Jotting this down really, because it is the type of related problem that crops up every now and again and sometimes if my brain is not firing on all cylinders I get stumped for a while.

The problem

Really wanted to check out an open-source project NOW yet svn checkout couldn't resolve the host for the repository. My PC can't find the DNS, other PCs on our network can't find it, it was there yesterday (or rather it was there for me at home).

The solution

First checked that the site was available for some people by checking on http://downforeveryoneorjustme.org/ apparently it is just me (and a few others I guess). Next I need an IP address so searched in Google for sites that give IP address if you know the DNS (because I can't do this for myself right now), first one couldn't find it (down for them also it seems), the second one gave me an IP address(phew) Next problem is that the IP address just takes me to the server for their hosting company, so I need to add an entry in my own hosts file (/etc/hosts) on my Linux system and another entry for the svn. address I was originally trying to use there. Bingo now my PC knows how to find their server and make the request in a way that takes me to the pages and data I want (using the expected host). In the past have also resorted to trying different DNS servers (opendns or googledns) Additional later note: and of course I could always get a command-line on a remote server somewhere (we have a client server in Hong Kong for example) and use that location to do my investigation from.

Saturday 13 August 2011

JavaScript

This is an old post pulled from another site (for preservation)

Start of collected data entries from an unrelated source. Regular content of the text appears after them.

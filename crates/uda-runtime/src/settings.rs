use std::path::PathBuf;

use serde::Serialize;
use uda_ingest::DEFAULT_RETRIEVAL_LIMIT;

use crate::logging::LogFormat;

pub const ENV_API_HOST: &str = "API_HOST";
pub const ENV_API_PORT: &str = "API_PORT";
pub const ENV_DATA_DIR: &str = "DATA_DIR";
pub const ENV_STORAGE_DIR: &str = "STORAGE_DIR";
pub const ENV_DLQ_FILE: &str = "DLQ_FILE";
pub const ENV_DEFAULT_SECURITY_TAGS: &str = "DEFAULT_SECURITY_TAGS";
pub const ENV_LOG: &str = "UDA_LOG";
pub const ENV_LOG_FORMAT: &str = "UDA_LOG_FORMAT";
pub const ENV_RETRIEVAL_LIMIT: &str = "UDA_RETRIEVAL_LIMIT";
pub const ENV_CORPUS: &str = "UDA_CORPUS";

#[derive(Debug, Clone, thiserror::Error, Eq, PartialEq)]
pub enum SettingsError {
    #[error("invalid value for {key}: {value:?} ({reason})")]
    InvalidValue {
        key: &'static str,
        value: String,
        reason: String,
    },
}

/// Process configuration read from environment variables.
#[derive(Debug, Clone, Serialize, PartialEq)]
pub struct Settings {
    pub api_host: String,
    pub api_port: u16,
    pub data_dir: PathBuf,
    pub storage_dir: PathBuf,
    pub dlq_file: PathBuf,
    pub default_security_tags: Vec<String>,
    pub log_filter: String,
    pub log_format: LogFormat,
    pub retrieval_limit: usize,
    pub corpus_file: Option<PathBuf>,
}

impl Default for Settings {
    fn default() -> Self {
        Self {
            api_host: "127.0.0.1".to_string(),
            api_port: 8000,
            data_dir: PathBuf::from("./data"),
            storage_dir: PathBuf::from("./storage"),
            dlq_file: PathBuf::from("./storage/dlq.jsonl"),
            default_security_tags: vec!["public".to_string()],
            log_filter: "info".to_string(),
            log_format: LogFormat::Pipe,
            retrieval_limit: DEFAULT_RETRIEVAL_LIMIT,
            corpus_file: None,
        }
    }
}

impl Settings {
    /// Read settings from the process environment.
    ///
    /// # Errors
    /// Returns an error when a variable is set to an unparseable value.
    pub fn from_env() -> Result<Self, SettingsError> {
        Self::from_lookup(|key| std::env::var(key).ok())
    }

    /// Read settings through `lookup`; unset or blank keys keep their defaults.
    ///
    /// When `STORAGE_DIR` is set without `DLQ_FILE`, the dead-letter file
    /// lives inside the storage directory. A relative `UDA_CORPUS` names a
    /// file inside `DATA_DIR`.
    ///
    /// # Errors
    /// Returns an error when a variable is set to an unparseable value.
    pub fn from_lookup<F>(lookup: F) -> Result<Self, SettingsError>
    where
        F: Fn(&str) -> Option<String>,
    {
        let get = |key: &str| {
            lookup(key)
                .map(|value| value.trim().to_string())
                .filter(|value| !value.is_empty())
        };
        let mut settings = Self::default();

        if let Some(host) = get(ENV_API_HOST) {
            settings.api_host = host;
        }
        if let Some(port) = get(ENV_API_PORT) {
            settings.api_port = port.parse().map_err(|err: std::num::ParseIntError| {
                SettingsError::InvalidValue {
                    key: ENV_API_PORT,
                    value: port.clone(),
                    reason: err.to_string(),
                }
            })?;
        }
        if let Some(dir) = get(ENV_DATA_DIR) {
            settings.data_dir = PathBuf::from(dir);
        }
        if let Some(dir) = get(ENV_STORAGE_DIR) {
            settings.storage_dir = PathBuf::from(dir);
            settings.dlq_file = settings.storage_dir.join("dlq.jsonl");
        }
        if let Some(file) = get(ENV_DLQ_FILE) {
            settings.dlq_file = PathBuf::from(file);
        }
        if let Some(tags) = get(ENV_DEFAULT_SECURITY_TAGS) {
            settings.default_security_tags = parse_tags(&tags);
        }
        if let Some(filter) = get(ENV_LOG) {
            settings.log_filter = filter;
        }
        if let Some(format) = get(ENV_LOG_FORMAT) {
            settings.log_format =
                LogFormat::parse(&format).ok_or_else(|| SettingsError::InvalidValue {
                    key: ENV_LOG_FORMAT,
                    value: format.clone(),
                    reason: "expected pipe or json".to_string(),
                })?;
        }
        if let Some(limit) = get(ENV_RETRIEVAL_LIMIT) {
            settings.retrieval_limit = match limit.parse::<usize>() {
                Ok(value) if value > 0 => value,
                Ok(_) => {
                    return Err(SettingsError::InvalidValue {
                        key: ENV_RETRIEVAL_LIMIT,
                        value: limit,
                        reason: "must be greater than zero".to_string(),
                    })
                }
                Err(err) => {
                    return Err(SettingsError::InvalidValue {
                        key: ENV_RETRIEVAL_LIMIT,
                        value: limit,
                        reason: err.to_string(),
                    })
                }
            };
        }
        if let Some(corpus) = get(ENV_CORPUS) {
            settings.corpus_file = Some(settings.data_dir.join(corpus));
        }

        Ok(settings)
    }

    #[must_use]
    pub fn bind_address(&self) -> String {
        format!("{}:{}", self.api_host, self.api_port)
    }
}

fn parse_tags(raw: &str) -> Vec<String> {
    raw.split(',')
        .map(str::trim)
        .filter(|tag| !tag.is_empty())
        .map(str::to_string)
        .collect()
}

JavaScript has always been an important programming language for me, I use the term programming language rather than scripting language deliberately. Now I am taking the time to rationalise the technologies that I use and develop in (develop my skills in), I have to say that JavaScript is part of the core. JavaScript has often been associated with the web-browser and treated there as something to add a little bit of visual whiz-bang or tie together a few things that you might want to do in the browser that are not covered in standard HTML. bandwidth, performance, the danger of JavaScript being turned off, the single execution thread ("a script on this page appears to be busy") and other factors have contributed to a general feeling of "not wanting to do too much in JavaScript". These days performance appears to be much less of a problem, Linux on a PC emulator running in your browser for example. The single execution thread blocking problem is solved with HTML5 web workers. Various libraries from JQuery to Extjs allow you to create an interface entirely in JavaScript. You can build sophisticated mobile applications using Phonegap and Titanium. I feel that as more people develop for HTML5 factors like the scriptable video and SVG and going to drive a lot more development in JavaScript and of-course applications like node.js are continue to raise the profile of JavaScript in other areas. Something that has me really excited though and something I will definitely want to play with when I get a nice stretch of time is Quake2 in JavaScript. This project is based on Jake2 which was a Java port of the open sourced Quake2 code that did leave me with mixed feelings (the code very much looked like a conversion from C to Java mostly via implementing a bunch of static classes), however a long time ago I had some fun writing a mod and experimenting with the original Quake source code. The project looks like it needs a bit of effort to build but I am looking forward to enjoying that at some point.

Moving some posts in here

I recently started posting some random thoughts, comments etc, mostly about techie stuff else where. i think they are better posted here so I will drag those four articles into this blog shortly

Again the purpose of this blog is mainly just to collect together things I might want to come back to, being online it is accessible anywhere, and although nobody else reads it, it helps me to focus by knowing that in theory they can.